Sunday, September 18, 2016

The Immortal Life of Henrietta Lacks

This book, by Rebecca Skloot, tells the extraordinary story of how Henrietta Lacks’s cancer cells became immortal. On one level the book detailed how cancer researchers in the 1950's were able to keep Henrietta’s cancer cells alive in the laboratory and how her immortal cancer cells led to amazing things such as making the Salk polio vaccine available, discovering chemicals that caused cancer, and designing drugs for chemotherapy. Researchers learned how cells grow, how DNA works, and so many fundamental discoveries in biology and medicine from research on Henrietta’s cells that many biologists believe her cells were the single biggest development in biology in the 20th century.  

On another level the book told the personal story of Henrietta Lacks and how destructive her death from cervical cancer was to her family. The book moved between the personal story of Henrietta’s family and the revolutionary discoveries and huge profits in the pharmaceutical industry made from her cancer cells.

The most disturbing part of the story was that the family was never told that their mother’s cells were being grown in thousands of laboratories around the world. Her cells were unique and amazing because they quickly grew in a lab and unlike other cells, if cared for, they never died. Countless researchers have worked with her cells, known in laboratory circles as HeLa cells for the first two initials of her name. Many of the researchers who made discovery after discovery using her cells became curious about Henrietta Lacks.

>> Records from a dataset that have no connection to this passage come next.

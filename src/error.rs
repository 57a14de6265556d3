use axum::{
    http::StatusCode,
    response::{IntoResponse, Response},
    Json,
};
use serde::Serialize;

/// Protocol-level OAuth2 error per RFC 6749 Section 5.2.
///
/// The grant engine returns one of these for every failure; the handlers
/// surface them as `{error, error_description?}` JSON bodies with the
/// matching HTTP status.
#[derive(Debug, thiserror::Error)]
pub enum OAuthError {
    #[error("{0}")]
    InvalidRequest(String),

    #[error("Client authentication failed")]
    InvalidClient,

    #[error("{0}")]
    InvalidGrant(String),

    #[error("Client not authorized for this grant type")]
    UnauthorizedClient,

    #[error("Grant type not supported")]
    UnsupportedGrantType,

    #[error("Response type not supported")]
    UnsupportedResponseType,

    #[error("{0}")]
    InvalidScope(String),

    #[error("Access denied")]
    AccessDenied,

    #[error("{0}")]
    ServerError(String),
}

impl OAuthError {
    /// RFC 6749 error code for this variant, used in JSON bodies and
    /// redirect query strings.
    pub fn code(&self) -> &'static str {
        match self {
            OAuthError::InvalidRequest(_) => "invalid_request",
            OAuthError::InvalidClient => "invalid_client",
            OAuthError::InvalidGrant(_) => "invalid_grant",
            OAuthError::UnauthorizedClient => "unauthorized_client",
            OAuthError::UnsupportedGrantType => "unsupported_grant_type",
            OAuthError::UnsupportedResponseType => "unsupported_response_type",
            OAuthError::InvalidScope(_) => "invalid_scope",
            OAuthError::AccessDenied => "access_denied",
            OAuthError::ServerError(_) => "server_error",
        }
    }

    pub fn status(&self) -> StatusCode {
        match self {
            OAuthError::InvalidClient => StatusCode::UNAUTHORIZED,
            OAuthError::AccessDenied => StatusCode::FORBIDDEN,
            OAuthError::ServerError(_) => StatusCode::INTERNAL_SERVER_ERROR,
            _ => StatusCode::BAD_REQUEST,
        }
    }
}

impl From<crate::repositories::RepositoryError> for OAuthError {
    fn from(err: crate::repositories::RepositoryError) -> Self {
        OAuthError::ServerError(err.to_string())
    }
}

/// RFC 6749 error body.
#[derive(Debug, Clone, Serialize)]
pub struct OAuthErrorBody {
    pub error: String,
    #[serde(skip_serializing_if = "Option::is_none")]
    pub error_description: Option<String>,
    #[serde(skip_serializing_if = "Option::is_none")]
    pub error_uri: Option<String>,
}

impl From<&OAuthError> for OAuthErrorBody {
    fn from(err: &OAuthError) -> Self {
        // Internal details stay in the logs, not in the response body.
        let description = match err {
            OAuthError::ServerError(detail) => {
                tracing::error!(detail = %detail, "internal error surfaced as server_error");
                "The server encountered an unexpected error".to_string()
            }
            other => other.to_string(),
        };

        Self {
            error: err.code().to_string(),
            error_description: Some(description),
            error_uri: None,
        }
    }
}

impl IntoResponse for OAuthError {
    fn into_response(self) -> Response {
        let body = OAuthErrorBody::from(&self);
        (self.status(), Json(body)).into_response()
    }
}

/// Errors raised below the protocol boundary: signing, hashing, key
/// loading. The grant engine maps these into `OAuthError` variants before
/// they reach a handler.
#[derive(Debug, thiserror::Error)]
pub enum AuthError {
    #[error("Invalid token")]
    InvalidToken,

    #[error("Token expired")]
    TokenExpired,

    #[error("Internal server error")]
    InternalError(#[from] anyhow::Error),
}

/// Admin-surface errors for the user/client management endpoints.
#[derive(Debug, thiserror::Error)]
pub enum AdminError {
    #[error("{0}")]
    Validation(String),

    #[error("{0} not found")]
    NotFound(&'static str),

    #[error("{0}")]
    Conflict(String),

    #[error("Internal server error")]
    InternalError(#[from] anyhow::Error),
}

#[derive(Serialize)]
struct AdminErrorBody {
    error: String,
    message: String,
}

impl IntoResponse for AdminError {
    fn into_response(self) -> Response {
        let (status, error) = match &self {
            AdminError::Validation(_) => (StatusCode::BAD_REQUEST, "validation_error"),
            AdminError::NotFound(_) => (StatusCode::NOT_FOUND, "not_found"),
            AdminError::Conflict(_) => (StatusCode::CONFLICT, "conflict"),
            AdminError::InternalError(err) => {
                tracing::error!(error = %err, "admin endpoint internal error");
                (StatusCode::INTERNAL_SERVER_ERROR, "internal_error")
            }
        };

        let body = Json(AdminErrorBody {
            error: error.to_string(),
            message: self.to_string(),
        });

        (status, body).into_response()
    }
}

impl From<crate::repositories::RepositoryError> for AdminError {
    fn from(err: crate::repositories::RepositoryError) -> Self {
        match err {
            crate::repositories::RepositoryError::Conflict(msg) => AdminError::Conflict(msg),
            other => AdminError::InternalError(anyhow::anyhow!(other)),
        }
    }
}

impl From<crate::repositories::RepositoryError> for AuthError {
    fn from(err: crate::repositories::RepositoryError) -> Self {
        AuthError::InternalError(anyhow::anyhow!(err))
    }
}
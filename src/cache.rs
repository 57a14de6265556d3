//! Key/value cache port with TTL, used to accelerate token introspection.
//!
//! Cache failures are never fatal: every error is logged and the caller
//! proceeds as if the lookup missed, falling back to the database.

use std::collections::HashMap;
use std::sync::RwLock;

use async_trait::async_trait;
use chrono::{DateTime, Duration, Utc};
use redis::AsyncCommands;

/// Key/value store with per-key TTL.
#[async_trait]
pub trait Cache: Send + Sync {
    async fn get(&self, key: &str) -> Option<String>;
    async fn set(&self, key: &str, value: &str, ttl_secs: u64);
    async fn delete(&self, key: &str);
}

/// Redis-backed cache shared across server instances.
#[derive(Clone)]
pub struct RedisCache {
    client: redis::Client,
}

impl RedisCache {
    pub fn new(client: redis::Client) -> Self {
        Self { client }
    }

    pub fn from_url(url: &str) -> Result<Self, redis::RedisError> {
        Ok(Self::new(redis::Client::open(url)?))
    }

    async fn connection(&self) -> Option<redis::aio::MultiplexedConnection> {
        match self.client.get_multiplexed_async_connection().await {
            Ok(conn) => Some(conn),
            Err(e) => {
                tracing::warn!(error = %e, "failed to get Redis connection");
                None
            }
        }
    }
}

#[async_trait]
impl Cache for RedisCache {
    async fn get(&self, key: &str) -> Option<String> {
        let mut conn = self.connection().await?;

        match conn.get::<_, Option<String>>(key).await {
            Ok(value) => value,
            Err(e) => {
                tracing::warn!(error = %e, key = %key, "cache get failed, treating as miss");
                None
            }
        }
    }

    async fn set(&self, key: &str, value: &str, ttl_secs: u64) {
        let Some(mut conn) = self.connection().await else {
            return;
        };

        if let Err(e) = conn.set_ex::<_, _, ()>(key, value, ttl_secs).await {
            tracing::warn!(error = %e, key = %key, "cache set failed");
        }
    }

    async fn delete(&self, key: &str) {
        let Some(mut conn) = self.connection().await else {
            return;
        };

        if let Err(e) = conn.del::<_, ()>(key).await {
            tracing::warn!(error = %e, key = %key, "cache delete failed");
        }
    }
}

/// Process-local cache used by tests.
#[derive(Default)]
pub struct InMemoryCache {
    entries: RwLock<HashMap<String, (String, DateTime<Utc>)>>,
}

impl InMemoryCache {
    pub fn new() -> Self {
        Self::default()
    }
}

#[async_trait]
impl Cache for InMemoryCache {
    async fn get(&self, key: &str) -> Option<String> {
        let entries = self.entries.read().unwrap();
        let (value, expires_at) = entries.get(key)?;
        if Utc::now() > *expires_at {
            return None;
        }
        Some(value.clone())
    }

    async fn set(&self, key: &str, value: &str, ttl_secs: u64) {
        let expires_at = Utc::now() + Duration::seconds(ttl_secs as i64);
        self.entries
            .write()
            .unwrap()
            .insert(key.to_string(), (value.to_string(), expires_at));
    }

    async fn delete(&self, key: &str) {
        self.entries.write().unwrap().remove(key);
    }
}

#[cfg(test)]
mod tests {
    use super::*;

    #[tokio::test]
    async fn set_then_get_round_trips() {
        let cache = InMemoryCache::new();

        cache.set("k", "1", 60).await;
        assert_eq!(cache.get("k").await.as_deref(), Some("1"));
    }

    #[tokio::test]
    async fn delete_removes_entry() {
        let cache = InMemoryCache::new();

        cache.set("k", "1", 60).await;
        cache.delete("k").await;
        assert!(cache.get("k").await.is_none());
    }

    #[tokio::test]
    async fn expired_entries_miss() {
        let cache = InMemoryCache::new();

        cache.set("k", "1", 0).await;
        tokio::time::sleep(std::time::Duration::from_millis(5)).await;
        assert!(cache.get("k").await.is_none());
    }
}
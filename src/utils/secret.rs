use base64::{engine::general_purpose::URL_SAFE_NO_PAD, Engine as _};
use rand::{rngs::OsRng, RngCore};

/// Bytes of entropy behind generated secrets and authorization codes.
const SECRET_ENTROPY_BYTES: usize = 32;

/// Generate a client secret: 32 random bytes, base64url without padding.
/// Shown to the operator exactly once at client creation.
pub fn generate_client_secret() -> String {
    random_urlsafe(SECRET_ENTROPY_BYTES)
}

/// Generate an authorization code: 32 random bytes, base64url without
/// padding, giving 256 bits of entropy.
pub fn generate_authorization_code() -> String {
    random_urlsafe(SECRET_ENTROPY_BYTES)
}

fn random_urlsafe(len: usize) -> String {
    let mut bytes = vec![0u8; len];
    OsRng.fill_bytes(&mut bytes);
    URL_SAFE_NO_PAD.encode(bytes)
}

#[cfg(test)]
mod tests {
    use super::*;
    use std::collections::HashSet;

    #[test]
    fn codes_are_43_urlsafe_chars() {
        let code = generate_authorization_code();

        // 32 bytes -> 43 base64url characters without padding.
        assert_eq!(code.len(), 43);
        assert!(code
            .bytes()
            .all(|b| b.is_ascii_alphanumeric() || b == b'-' || b == b'_'));
    }

    #[test]
    fn secrets_are_43_urlsafe_chars() {
        let secret = generate_client_secret();

        assert_eq!(secret.len(), 43);
        assert!(!secret.contains('='));
    }

    #[test]
    fn generated_values_do_not_repeat() {
        let codes: HashSet<String> = (0..64).map(|_| generate_authorization_code()).collect();
        assert_eq!(codes.len(), 64);
    }
}
use async_trait::async_trait;
use sqlx::PgPool;
use uuid::Uuid;

use super::{ClientRepository, RepositoryError};
use crate::models::Client;

/// Postgres-backed client store.
#[derive(Clone)]
pub struct PgClientRepository {
    pool: PgPool,
}

impl PgClientRepository {
    pub fn new(pool: PgPool) -> Self {
        Self { pool }
    }
}

const CLIENT_COLUMNS: &str = "id, client_name, client_secret_hash, redirect_uris, grant_types, \
                              scopes, is_confidential, is_active, created_at, updated_at";

#[async_trait]
impl ClientRepository for PgClientRepository {
    async fn create(&self, client: Client) -> Result<Client, RepositoryError> {
        let created = sqlx::query_as::<_, Client>(&format!(
            r#"
            INSERT INTO clients
            (id, client_name, client_secret_hash, redirect_uris, grant_types, scopes,
             is_confidential, is_active, created_at, updated_at)
            VALUES ($1, $2, $3, $4, $5, $6, $7, $8, $9, $10)
            RETURNING {CLIENT_COLUMNS}
            "#,
        ))
        .bind(client.id)
        .bind(&client.client_name)
        .bind(&client.client_secret_hash)
        .bind(&client.redirect_uris)
        .bind(&client.grant_types)
        .bind(&client.scopes)
        .bind(client.is_confidential)
        .bind(client.is_active)
        .bind(client.created_at)
        .bind(client.updated_at)
        .fetch_one(&self.pool)
        .await?;

        Ok(created)
    }

    async fn get_by_id(&self, id: Uuid) -> Result<Option<Client>, RepositoryError> {
        let client = sqlx::query_as::<_, Client>(&format!(
            "SELECT {CLIENT_COLUMNS} FROM clients WHERE id = $1"
        ))
        .bind(id)
        .fetch_optional(&self.pool)
        .await?;

        Ok(client)
    }

    async fn update(&self, client: Client) -> Result<Client, RepositoryError> {
        let updated = sqlx::query_as::<_, Client>(&format!(
            r#"
            UPDATE clients
            SET client_name = $2, client_secret_hash = $3, redirect_uris = $4,
                grant_types = $5, scopes = $6, is_confidential = $7, is_active = $8,
                updated_at = $9
            WHERE id = $1
            RETURNING {CLIENT_COLUMNS}
            "#,
        ))
        .bind(client.id)
        .bind(&client.client_name)
        .bind(&client.client_secret_hash)
        .bind(&client.redirect_uris)
        .bind(&client.grant_types)
        .bind(&client.scopes)
        .bind(client.is_confidential)
        .bind(client.is_active)
        .bind(client.updated_at)
        .fetch_optional(&self.pool)
        .await?
        .ok_or_else(|| RepositoryError::Database(format!("client {} not found", client.id)))?;

        Ok(updated)
    }

    async fn delete(&self, id: Uuid) -> Result<bool, RepositoryError> {
        let result = sqlx::query("DELETE FROM clients WHERE id = $1")
            .bind(id)
            .execute(&self.pool)
            .await?;

        Ok(result.rows_affected() > 0)
    }
}
//! Key scheme for persisted artifacts.

use vigil_core::{EventId, Modality};

/// Prefix under which report copies are kept for historical retrieval.
pub const KNOWLEDGE_BASE_PREFIX: &str = "knowledge-base/";

/// Key of a sub-analysis record: `events/{modality}/{event_id}.json`.
pub fn sub_analysis_key(modality: Modality, event_id: &EventId) -> String {
    format!("events/{}/{}.json", modality.key_segment(), event_id)
}

/// Key of a combined verdict: `events/combined/{event_id}.json`.
pub fn combined_key(event_id: &EventId) -> String {
    format!("events/combined/{}.json", event_id)
}

/// Key of a severity report stored alongside its source artifact.
pub fn analysis_key(source_key: &str) -> String {
    format!("{}_analysis.json", source_key)
}

/// Key of a knowledge-base copy of a report.
pub fn knowledge_base_key(timestamp: &str, log_file_name: &str) -> String {
    format!("{}{}_{}.json", KNOWLEDGE_BASE_PREFIX, timestamp, log_file_name)
}

#[cfg(test)]
mod tests {
    use super::*;

    #[test]
    fn key_layout() {
        let id = EventId::from_raw("20240101T120000Z");
        assert_eq!(
            sub_analysis_key(Modality::Audio, &id),
            "events/audio/20240101T120000Z.json"
        );
        assert_eq!(
            sub_analysis_key(Modality::Video, &id),
            "events/video/20240101T120000Z.json"
        );
        assert_eq!(combined_key(&id), "events/combined/20240101T120000Z.json");
        assert_eq!(
            analysis_key("events/combined/20240101T120000Z"),
            "events/combined/20240101T120000Z_analysis.json"
        );
        assert_eq!(
            knowledge_base_key("20240101-120000", "event_log"),
            "knowledge-base/20240101-120000_event_log.json"
        );
    }
}
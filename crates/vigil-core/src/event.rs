//! Event windowing: mapping wall-clock time onto canonical event identifiers.
//!
//! An event id names a fixed-duration bucket of wall-clock time
//! (default 30s). The id is the bucket's start instant formatted as
//! `YYYYMMDDTHHMMSSZ`, so ids sort lexicographically in time order and any
//! two instants inside the same bucket produce the same id.

use chrono::{DateTime, NaiveDateTime, TimeZone, Utc};
use serde::{Deserialize, Serialize};
use std::fmt;

/// Default correlation window in seconds.
pub const DEFAULT_WINDOW_SECONDS: i64 = 30;

/// Canonical event id shape: `YYYYMMDDTHHMMSSZ`.
pub const EVENT_ID_FORMAT: &str = "%Y%m%dT%H%M%SZ";

/// One input channel contributing to a safety assessment.
#[derive(Debug, Clone, Copy, PartialEq, Eq, Hash, Serialize, Deserialize)]
#[serde(rename_all = "lowercase")]
pub enum Modality {
    Audio,
    Video,
}

impl Modality {
    /// Storage path segment for this modality.
    pub fn key_segment(&self) -> &'static str {
        match self {
            Modality::Audio => "audio",
            Modality::Video => "video",
        }
    }
}

impl fmt::Display for Modality {
    fn fmt(&self, f: &mut fmt::Formatter<'_>) -> fmt::Result {
        f.write_str(self.key_segment())
    }
}

/// Canonical identifier of one correlation window.
#[derive(Debug, Clone, PartialEq, Eq, PartialOrd, Ord, Hash, Serialize, Deserialize)]
#[serde(transparent)]
pub struct EventId(String);

impl EventId {
    /// Derive the event id for an instant, truncating to `window_seconds`.
    ///
    /// Pure function of the timestamp and window size: every instant within
    /// the same window yields the same id. Window sizes below one second
    /// clamp to one.
    pub fn from_timestamp(now: DateTime<Utc>, window_seconds: i64) -> Self {
        let window_seconds = window_seconds.max(1);
        let epoch = now.timestamp();
        let window_start = epoch.div_euclid(window_seconds) * window_seconds;
        let start = Utc
            .timestamp_opt(window_start, 0)
            .single()
            .unwrap_or_else(|| Utc.timestamp_opt(0, 0).single().unwrap());
        EventId(start.format("%Y%m%dT%H%M%SZ").to_string())
    }

    /// Event id for the current instant with the default window.
    pub fn now() -> Self {
        Self::from_timestamp(Utc::now(), DEFAULT_WINDOW_SECONDS)
    }

    /// Wrap an already-formatted id (e.g. one received over the wire).
    ///
    /// The content is not checked here; callers handling untrusted input
    /// must reject ids for which [`EventId::is_well_formed`] is false
    /// before using them as storage keys.
    pub fn from_raw(raw: impl Into<String>) -> Self {
        EventId(raw.into())
    }

    /// Whether this id matches the canonical `YYYYMMDDTHHMMSSZ` shape.
    pub fn is_well_formed(&self) -> bool {
        NaiveDateTime::parse_from_str(&self.0, EVENT_ID_FORMAT).is_ok()
    }

    pub fn as_str(&self) -> &str {
        &self.0
    }
}

impl fmt::Display for EventId {
    fn fmt(&self, f: &mut fmt::Formatter<'_>) -> fmt::Result {
        f.write_str(self.as_str())
    }
}
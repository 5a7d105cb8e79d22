//! Deterministic merge rules.

use chrono::{DateTime, Utc};
use vigil_core::model::{AUDIO_EMERGENCY, AUDIO_UNUSUAL};
use vigil_core::{CombinedVerdict, EventId, Modality, PipelineConfig, PriorityLevel, SubAnalysis};

/// Merge the available sub-analyses for one event window.
///
/// A sub-analysis with `present = false` counts as missing: it records a
/// degraded capture, and the verdict must not escalate on it.
pub fn merge(
    event_id: &EventId,
    audio: Option<&SubAnalysis>,
    video: Option<&SubAnalysis>,
    config: &PipelineConfig,
    now: DateTime<Utc>,
) -> CombinedVerdict {
    let audio = audio.filter(|a| a.present);
    let video = video.filter(|v| v.present);
    let has_audio = audio.is_some();
    let has_video = video.is_some();

    if !has_audio && !has_video {
        return CombinedVerdict {
            event_id: event_id.clone(),
            has_audio: false,
            has_video: false,
            input_sources: Vec::new(),
            combined_indicators: Vec::new(),
            overall_safety_score: 100,
            priority_level: PriorityLevel::Unknown,
            note: "No input data available".to_string(),
            timestamp: now,
        };
    }

    // Audio carries no numeric score; only video lowers the overall score.
    let overall_safety_score = video
        .and_then(|v| v.safety_score)
        .map(|s| s.min(100))
        .unwrap_or(100);

    let mut combined_indicators = Vec::new();
    if let Some(a) = audio {
        combined_indicators.extend(a.raw_indicators.iter().cloned());
    }
    let video_has_falls = video.map(|v| !v.raw_indicators.is_empty()).unwrap_or(false);
    if let Some(v) = video {
        combined_indicators.extend(v.raw_indicators.iter().cloned());
    }

    let priority_level = derive_priority(
        &combined_indicators,
        video_has_falls,
        overall_safety_score,
        config.medium_score_threshold,
    );

    let mut input_sources = Vec::new();
    if has_audio {
        input_sources.push(Modality::Audio);
    }
    if has_video {
        input_sources.push(Modality::Video);
    }

    let note = match (has_audio, has_video) {
        (true, true) => "Analysis based on both audio and video input",
        (true, false) => "Analysis based on audio input only",
        (false, true) => "Analysis based on video input only",
        (false, false) => unreachable!("handled above"),
    }
    .to_string();

    CombinedVerdict {
        event_id: event_id.clone(),
        has_audio,
        has_video,
        input_sources,
        combined_indicators,
        overall_safety_score,
        priority_level,
        note,
        timestamp: now,
    }
}

/// Priority precedence, first match wins:
/// emergency indicators → HIGH; unusual indicators or a low score while
/// still at LOW → MEDIUM; otherwise LOW.
fn derive_priority(
    indicators: &[String],
    video_has_falls: bool,
    score: u8,
    medium_threshold: u8,
) -> PriorityLevel {
    if indicators.iter().any(|i| i == AUDIO_EMERGENCY) || video_has_falls {
        return PriorityLevel::High;
    }
    if indicators.iter().any(|i| i == AUDIO_UNUSUAL) || score < medium_threshold {
        return PriorityLevel::Medium;
    }
    PriorityLevel::Low
}
//! Object-store abstraction with in-memory and filesystem backends.

use std::collections::BTreeMap;
use std::path::{Component, Path, PathBuf};
use std::sync::Mutex;
use thiserror::Error;

#[derive(Error, Debug)]
pub enum StoreError {
    #[error("STORE/io: {0}")]
    Io(#[from] std::io::Error),

    #[error("STORE/serde: {0}")]
    Serde(#[from] serde_json::Error),

    #[error("STORE/{0}")]
    Backend(String),
}

/// Keyed byte storage. Writes are idempotent overwrites; a missing key reads
/// back as `None`, never as an error.
pub trait ObjectStore: Send + Sync {
    fn put(&self, key: &str, bytes: &[u8]) -> Result<(), StoreError>;
    fn get(&self, key: &str) -> Result<Option<Vec<u8>>, StoreError>;

    /// Keys under a prefix, in lexicographic order.
    fn list(&self, prefix: &str) -> Result<Vec<String>, StoreError>;
}

/// In-memory backend for tests and single-process runs.
#[derive(Default)]
pub struct MemoryStore {
    objects: Mutex<BTreeMap<String, Vec<u8>>>,
}

impl MemoryStore {
    pub fn new() -> Self {
        Self::default()
    }

    pub fn len(&self) -> usize {
        self.objects.lock().expect("store lock poisoned").len()
    }

    pub fn is_empty(&self) -> bool {
        self.len() == 0
    }
}

impl ObjectStore for MemoryStore {
    fn put(&self, key: &str, bytes: &[u8]) -> Result<(), StoreError> {
        self.objects
            .lock()
            .map_err(|_| StoreError::Backend("lock poisoned".to_string()))?
            .insert(key.to_string(), bytes.to_vec());
        Ok(())
    }

    fn get(&self, key: &str) -> Result<Option<Vec<u8>>, StoreError> {
        Ok(self
            .objects
            .lock()
            .map_err(|_| StoreError::Backend("lock poisoned".to_string()))?
            .get(key)
            .cloned())
    }

    fn list(&self, prefix: &str) -> Result<Vec<String>, StoreError> {
        Ok(self
            .objects
            .lock()
            .map_err(|_| StoreError::Backend("lock poisoned".to_string()))?
            .keys()
            .filter(|k| k.starts_with(prefix))
            .cloned()
            .collect())
    }
}

/// Filesystem backend rooted at a directory. Keys map directly to relative
/// paths.
pub struct FsStore {
    root: PathBuf,
}

impl FsStore {
    pub fn new(root: impl Into<PathBuf>) -> Self {
        Self { root: root.into() }
    }

    /// Resolve a key to a path under the root. Absolute keys and keys with
    /// `.` or `..` components never resolve; every returned path stays
    /// inside the root.
    fn path_for(&self, key: &str) -> Result<PathBuf, StoreError> {
        let rel = Path::new(key);
        let escapes = rel.is_absolute()
            || rel
                .components()
                .any(|c| !matches!(c, Component::Normal(_)));
        if escapes {
            return Err(StoreError::Backend(format!(
                "key escapes store root: {:?}",
                key
            )));
        }
        Ok(self.root.join(rel))
    }
}

impl ObjectStore for FsStore {
    fn put(&self, key: &str, bytes: &[u8]) -> Result<(), StoreError> {
        let path = self.path_for(key)?;
        if let Some(parent) = path.parent() {
            std::fs::create_dir_all(parent)?;
        }
        std::fs::write(path, bytes)?;
        Ok(())
    }

    fn get(&self, key: &str) -> Result<Option<Vec<u8>>, StoreError> {
        match std::fs::read(self.path_for(key)?) {
            Ok(bytes) => Ok(Some(bytes)),
            Err(e) if e.kind() == std::io::ErrorKind::NotFound => Ok(None),
            Err(e) => Err(e.into()),
        }
    }

    fn list(&self, prefix: &str) -> Result<Vec<String>, StoreError> {
        let dir = self.path_for(prefix)?;
        let base = if dir.is_dir() {
            dir
        } else {
            match dir.parent() {
                Some(p) if p.is_dir() => p.to_path_buf(),
                _ => return Ok(Vec::new()),
            }
        };

        let mut keys = Vec::new();
        collect_files(&base, &mut keys)?;

        let mut out: Vec<String> = keys
            .into_iter()
            .filter_map(|p| {
                p.strip_prefix(&self.root)
                    .ok()
                    .map(|rel| rel.to_string_lossy().replace('\\', "/"))
            })
            .filter(|k| k.starts_with(prefix))
            .collect();
        out.sort();
        Ok(out)
    }
}

fn collect_files(dir: &Path, out: &mut Vec<PathBuf>) -> Result<(), StoreError> {
    for entry in std::fs::read_dir(dir)? {
        let path = entry?.path();
        if path.is_dir() {
            collect_files(&path, out)?;
        } else {
            out.push(path);
        }
    }
    Ok(())
}

#[cfg(test)]
mod tests {
    use super::*;

    #[test]
    fn memory_store_round_trip() {
        let store = MemoryStore::new();
        store.put("events/audio/a.json", b"{}").unwrap();
        assert_eq!(store.get("events/audio/a.json").unwrap().unwrap(), b"{}");
        assert_eq!(store.get("events/audio/b.json").unwrap(), None);
    }

    #[test]
    fn memory_store_overwrite_is_idempotent() {
        let store = MemoryStore::new();
        store.put("k", b"one").unwrap();
        store.put("k", b"two").unwrap();
        assert_eq!(store.get("k").unwrap().unwrap(), b"two");
        assert_eq!(store.len(), 1);
    }

    #[test]
    fn memory_store_list_is_sorted_by_key() {
        let store = MemoryStore::new();
        store.put("knowledge-base/b.json", b"1").unwrap();
        store.put("knowledge-base/a.json", b"2").unwrap();
        store.put("events/audio/x.json", b"3").unwrap();
        assert_eq!(
            store.list("knowledge-base/").unwrap(),
            vec!["knowledge-base/a.json", "knowledge-base/b.json"]
        );
    }

    #[test]
    fn fs_store_round_trip() {
        let dir = std::env::temp_dir().join(format!("vigil-store-test-{}", std::process::id()));
        let store = FsStore::new(&dir);
        store.put("events/video/a.json", b"{\"x\":1}").unwrap();
        assert_eq!(
            store.get("events/video/a.json").unwrap().unwrap(),
            b"{\"x\":1}"
        );
        assert_eq!(store.get("events/video/missing.json").unwrap(), None);
        assert_eq!(store.list("events/video/").unwrap(), vec![
            "events/video/a.json".to_string()
        ]);
        std::fs::remove_dir_all(&dir).ok();
    }

    #[test]
    fn fs_store_rejects_keys_that_leave_the_root() {
        let dir = std::env::temp_dir().join(format!("vigil-store-guard-{}", std::process::id()));
        let store = FsStore::new(dir.join("data"));

        for key in [
            "../outside.json",
            "events/../../outside.json",
            "/etc/outside.json",
            "./outside.json",
        ] {
            assert!(store.put(key, b"{}").is_err(), "put accepted {}", key);
            assert!(store.get(key).is_err(), "get accepted {}", key);
        }
        assert!(store.list("../").is_err());

        // Nothing escaped above the store root.
        assert!(!dir.join("outside.json").exists());
        std::fs::remove_dir_all(&dir).ok();
    }
}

Over time a huge scientific controversy developed between rich and famous cancer researchers who had identified eight unique types of cancer cells and a young scientist who claimed the eight unique properties were all in fact just HeLa cells. This made previous cancer research not only invalid but a waste of hundreds of millions of dollars. The only way to prove the young scientist’s claim was to get a DNA sample from Henrietta’s now grown children. Although the family was living in incredible poverty, they freely gave blood samples to help the researchers. However, the researchers leaked their names to the press and the subsequent stories written about them caused the family great distress.  They had no idea that their mother’s cells were still alive and being grown in laboratories around the world. The staggering poverty of the family of a woman whose immortal cancer cells had revolutionized 20th century medicine stood in stark contrast to the billions of dollars the pharmaceutical industry generated every year from discoveries using her cells.

At the end of the book, it described the legal cases that determined that when you give a tissue or blood sample to your doctor, you lose all rights to it.  Researchers and companies have taken peoples’ samples during the course of their treatments, patented their DNA, and made billions using it for unique treatments.  I would never have guessed.


In spite of what sounds like very dry subject matter, I found the book compelling and entertaining and I could not put it down.